The Ambala Aytas live in San Marcelino, Subic City, Olongapo, and Castillejos in Zambales; and Dinalupihan in Bataan Province. Like the Abellen Aytas, they have largely adopted the language of their Austronesian neighbors.
The Bataan Aytas also known as Magbukún Ayta are found in the coastal town of Mariveles, in the southern tip of Bataan Province, Central Luzon Region. Theirs is one of two endangered Ayta tribes whose numbers dwindling at a very rapid pace. Extinction looms, unless drastic steps can be taken to preserve their language and culture.
Zambales, Tarlac, and Pampanga are home to the Mag-Anchi Aytas, although most reside in Capas and Bamban, Tarlac; San Marcelino and Castillejos, Zambales; and Mabalacat, Sapang Bato, and Angeles City, Pampanga. Mag-Anchi is a Sambalic language, and is part of the Central Luzon language family.
Communities of Mag-Indi Aytas inhabit Zambales and Pampanga; they are predominantly found in Florida Blanca and Porac, Pampanga; and San Marcelino, Zambales. Like Mag-Anchi, Mag-Indi is also a Sambalic language.

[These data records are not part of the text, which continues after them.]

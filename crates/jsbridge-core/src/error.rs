//! Error types for the script boundary.
//!
//! Every failure raised while servicing a script call is one of these. None of
//! them ever reach the script environment directly: the dispatch boundary turns
//! them into a [`ScriptException`] carrying a human-readable message.
//!
//! ## Error Hierarchy
//!
//! ```text
//! NativeError (anything a bound function can signal)
//! ├── DecodeError  - a script argument could not become the native parameter
//! ├── EncodeError  - a native result could not become a script value
//! ├── Validation   - a custom binding rejected its arguments
//! ├── NotImplemented
//! └── Engine       - the native layer reported a failure
//!
//! ScriptException (what the script observes)
//! ```

use std::fmt;

use thiserror::Error;

// ============================================================================
// Decode Errors
// ============================================================================

/// Errors raised while decoding a positional script argument.
#[derive(Debug, Clone, PartialEq, Error)]
pub enum DecodeError {
    /// A mandatory argument was not supplied.
    #[error("argument {index} is missing, expected {expected}")]
    Missing { index: usize, expected: &'static str },

    /// The argument has the wrong script kind.
    #[error("argument {index} must be {expected}, got {actual}")]
    TypeMismatch {
        index: usize,
        expected: &'static str,
        actual: &'static str,
    },

    /// A fixed-size geometric argument was an array of the wrong length.
    #[error("argument {index} must be an array of {expected} numbers for {type_name}, got {actual}")]
    ArrayLength {
        index: usize,
        type_name: &'static str,
        expected: usize,
        actual: usize,
    },

    /// A string slot received something other than a string.
    #[error("Argument must be a string")]
    NotAString { index: usize },

    /// A matrix slot received something other than 16 numbers.
    #[error("Cannot get matrix 4x4 from argument")]
    NotAMatrix { index: usize },

    /// A rect slot received something other than 4 numbers.
    #[error("Argument is not a rect")]
    NotARect { index: usize },

    /// A struct slot received something other than a plain object.
    #[error("argument {index} must be a {type_name} object")]
    NotAnObject {
        index: usize,
        type_name: &'static str,
    },

    /// A user-created object carried data this bridge did not attach.
    #[error("Value is not a user object")]
    NotAUserObject,

    /// An integer did not name a variant of the expected enum.
    #[error("argument {index}: {value} is not a valid {type_name}")]
    InvalidEnum {
        index: usize,
        type_name: &'static str,
        value: i64,
    },

    /// The value has no dynamic data representation.
    #[error("Dynamic data type not supported")]
    UnsupportedDynamic { actual: &'static str },
}

impl DecodeError {
    /// Index of the offending argument, when the error is tied to one.
    pub fn index(&self) -> Option<usize> {
        match self {
            Self::Missing { index, .. }
            | Self::TypeMismatch { index, .. }
            | Self::ArrayLength { index, .. }
            | Self::NotAString { index }
            | Self::NotAMatrix { index }
            | Self::NotARect { index }
            | Self::NotAnObject { index, .. }
            | Self::InvalidEnum { index, .. } => Some(*index),
            Self::NotAUserObject | Self::UnsupportedDynamic { .. } => None,
        }
    }
}

// ============================================================================
// Encode Errors
// ============================================================================

/// Errors raised while encoding a native value for script.
///
/// Well-typed results always encode; only tagged dynamic items handed back
/// by the native layer can be inconsistent.
#[derive(Debug, Clone, PartialEq, Error)]
pub enum EncodeError {
    /// The dynamic item carried a tag outside the known set.
    #[error("Dynamic data type {0} not supported")]
    UnsupportedDynamicTag(u32),

    /// A dynamic item with a payload-carrying tag had a null payload.
    #[error("dynamic {tag} item has no payload")]
    MissingPayload { tag: &'static str },
}

// ============================================================================
// Native Errors
// ============================================================================

/// A failure signaled by a bound native function.
#[derive(Debug, Clone, PartialEq, Error)]
pub enum NativeError {
    #[error(transparent)]
    Decode(#[from] DecodeError),

    #[error(transparent)]
    Encode(#[from] EncodeError),

    /// Arguments were decoded but rejected by the binding.
    #[error("{0}")]
    Validation(String),

    /// The entry point is registered but has no implementation.
    #[error("{0} is not implemented")]
    NotImplemented(&'static str),

    /// The native layer reported a failure.
    #[error("{0}")]
    Engine(String),
}

impl NativeError {
    pub fn validation(message: impl Into<String>) -> Self {
        Self::Validation(message.into())
    }

    pub fn engine(message: impl Into<String>) -> Self {
        Self::Engine(message.into())
    }
}

// ============================================================================
// Property Errors
// ============================================================================

/// A property write or delete rejected by the property's attributes.
#[derive(Debug, Clone, PartialEq, Eq, Error)]
pub enum PropertyError {
    #[error("property '{0}' is read-only")]
    ReadOnly(String),

    #[error("property '{0}' cannot be deleted")]
    NotDeletable(String),
}

// ============================================================================
// Script Exception
// ============================================================================

/// The exception delivered to script when a call fails.
#[derive(Debug, Clone, PartialEq, Eq)]
pub struct ScriptException {
    message: String,
}

impl ScriptException {
    pub fn new(message: impl Into<String>) -> Self {
        Self {
            message: message.into(),
        }
    }

    /// Build the exception for a failed call to `name`.
    pub fn failed_call(name: &str, error: &NativeError) -> Self {
        Self::new(format!("Failed to execute `{name}`.\n{error}"))
    }

    pub fn message(&self) -> &str {
        &self.message
    }
}

impl fmt::Display for ScriptException {
    fn fmt(&self, f: &mut fmt::Formatter<'_>) -> fmt::Result {
        f.write_str(&self.message)
    }
}

impl std::error::Error for ScriptException {}
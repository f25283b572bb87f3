//! Namespace registration for the script bridge.
//!
//! [`Module`] builds one namespace of bound functions; [`Registry`] installs
//! namespaces under a root object and seals it.

pub mod error;
pub mod module;
pub mod registry;

pub use error::RegistrationError;
pub use module::Module;
pub use registry::Registry;
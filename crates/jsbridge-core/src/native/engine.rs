//! Engine structs and opaque object types exchanged through the C API.

use std::ffi::c_char;
use std::marker::{PhantomData, PhantomPinned};
use std::ptr;

use super::math::{Matrix3x3, Matrix4x4, Vector3};

/// Reference to a unit inside its world.
pub type UnitRef = u32;

// ============================================================================
// Opaque objects
// ============================================================================

macro_rules! opaque_types {
    ($($(#[$meta:meta])* $name:ident),* $(,)?) => {
        $(
            $(#[$meta])*
            #[repr(C)]
            pub struct $name {
                _private: [u8; 0],
                _marker: PhantomData<(*mut u8, PhantomPinned)>,
            }
        )*
    };
}

opaque_types!(
    CApiWorld,
    CApiLevel,
    CApiCamera,
    CApiWindow,
    CApiViewport,
    CApiGui,
    CApiMover,
    CApiActor,
    CApiLight,
    CApiMaterial,
    CApiShadingEnvironment,
    CApiWorldConfig,
    CApiLodObject,
    /// One input device: keyboard, mouse, tablet, touch panel or pad.
    CApiInputController,
);

// ============================================================================
// Structs
// ============================================================================

#[repr(C)]
#[derive(Debug, Clone, Copy, PartialEq, Default)]
pub struct LocalTransform {
    pub rot: Matrix3x3,
    pub pos: Vector3,
    pub scale: Vector3,
}

/// Oriented bounding box.
#[repr(C)]
#[derive(Debug, Clone, Copy, PartialEq, Default)]
pub struct Oobb {
    pub tm: Matrix4x4,
    pub half_ext: Vector3,
}

/// Flattened time step policy. Which fields matter depends on `policy_type`.
#[repr(C)]
#[derive(Debug, Clone, Copy, PartialEq, Default)]
pub struct TimeStepPolicy {
    pub policy_type: i32,
    pub frames: i32,
    pub fps: i32,
    pub multiplier: f32,
    pub time: f32,
    pub min: f32,
    pub outliers: i32,
    pub max: f32,
    pub lerp: f32,
}

/// `[x, y, width, height]` in pixels.
#[repr(C)]
#[derive(Debug, Clone, Copy, PartialEq, Eq, Default)]
pub struct WindowRect {
    pub pos: [i32; 4],
}

#[repr(C)]
#[derive(Debug, Clone, Copy, PartialEq)]
pub struct WindowOpenParameter {
    pub x: i32,
    pub y: i32,
    pub width: i32,
    pub height: i32,
    pub optional_title: *const c_char,
    pub optional_parent: *mut CApiWindow,
    pub explicit_resize: u32,
    pub main_window: u32,
    pub visible: u32,
    pub pass_key_events_to_parent: u32,
    pub layered: u32,
}

impl Default for WindowOpenParameter {
    fn default() -> Self {
        Self {
            x: 0,
            y: 0,
            width: 0,
            height: 0,
            optional_title: ptr::null(),
            optional_parent: ptr::null_mut(),
            explicit_resize: 0,
            main_window: 0,
            visible: 1,
            pass_key_events_to_parent: 0,
            layered: 0,
        }
    }
}

#[repr(C)]
#[derive(Debug, Clone, Copy, PartialEq, Default)]
pub struct DeadZoneSetting {
    pub mode: i32,
    pub size: f32,
}

#[repr(C)]
#[derive(Debug, Clone, Copy, PartialEq, Default)]
pub struct RumbleParameters {
    pub frequency: f32,
    pub offset: f32,
    pub attack_level: f32,
    pub sustain_level: f32,
    pub attack: f32,
    pub release: f32,
    pub sustain: f32,
    pub decay: f32,
}

#[repr(C)]
#[derive(Debug, Clone, Copy, PartialEq, Default)]
pub struct MoverFitsAtResult {
    pub fits: i32,
    pub pos: Vector3,
}

#[repr(C)]
#[derive(Debug, Clone, Copy, PartialEq, Default)]
pub struct AnimationLayerInfo {
    pub length: f32,
    pub t: f32,
}

// Borrowed native lists. The pointers are owned by the engine and valid for
// the duration of the call that returned them.

#[repr(C)]
#[derive(Debug, Clone, Copy, PartialEq)]
pub struct Vector3Array {
    pub v: *const Vector3,
    pub count: u32,
}

#[repr(C)]
#[derive(Debug, Clone, Copy, PartialEq)]
pub struct AnimationStates {
    pub states: *const u32,
    pub num_states: u32,
}

#[repr(C)]
#[derive(Debug, Clone, Copy, PartialEq)]
pub struct AnimationLayerSeeds {
    pub seeds: *const u32,
    pub num_seeds: u32,
}

/// `num_bones` NUL-terminated names packed back to back.
#[repr(C)]
#[derive(Debug, Clone, Copy, PartialEq)]
pub struct BoneNames {
    pub bone_names_list: *const c_char,
    pub num_bones: u32,
}

/// Caller-provided buffer of string pointers filled by the engine.
#[repr(C)]
#[derive(Debug)]
pub struct MultipleStringsBuffer {
    pub num_strings: u32,
    pub s: *mut *const c_char,
}
//! Identifier hashing.
//!
//! The engine addresses named things (units, nodes, properties, resources) by
//! hashed identifiers rather than strings. There are two independent spaces:
//! [`IdString32`] for `u32` slots and [`IdString64`] for 64-bit opaque-id
//! slots. Both are deterministic xxHash digests with seed 0.

use std::fmt;

use xxhash_rust::xxh32::xxh32;
use xxhash_rust::xxh64::xxh64;

const SEED: u64 = 0;

/// 32-bit hashed identifier.
#[derive(Clone, Copy, PartialEq, Eq, Hash, PartialOrd, Ord, Default)]
pub struct IdString32(pub u32);

impl IdString32 {
    pub fn new(name: &str) -> Self {
        Self(xxh32(name.as_bytes(), SEED as u32))
    }

    pub const fn from_raw(id: u32) -> Self {
        Self(id)
    }

    pub const fn id(self) -> u32 {
        self.0
    }
}

impl fmt::Debug for IdString32 {
    fn fmt(&self, f: &mut fmt::Formatter<'_>) -> fmt::Result {
        write!(f, "#ID[{:08x}]", self.0)
    }
}

/// 64-bit hashed identifier.
#[derive(Clone, Copy, PartialEq, Eq, Hash, PartialOrd, Ord, Default)]
pub struct IdString64(pub u64);

impl IdString64 {
    pub fn new(name: &str) -> Self {
        Self(xxh64(name.as_bytes(), SEED))
    }

    pub const fn from_raw(id: u64) -> Self {
        Self(id)
    }

    pub const fn id(self) -> u64 {
        self.0
    }
}

impl fmt::Debug for IdString64 {
    fn fmt(&self, f: &mut fmt::Formatter<'_>) -> fmt::Result {
        write!(f, "#ID[{:016x}]", self.0)
    }
}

In the Bicol Region, the Sorsogon Aytas reside in Prieto Diaz, a municipality located in the province of Sorsogon. They are, by far, the most endangered group of the Ayta population; only few remain today. Unless radical steps are taken to preserve their language and culture, the Sorsogon Ayta will become extinct in the coming decades.
The Tayabas Aytas once resided in Tayabas, Quezon Province, CALABARZON Region; their language became extinct in the previous century.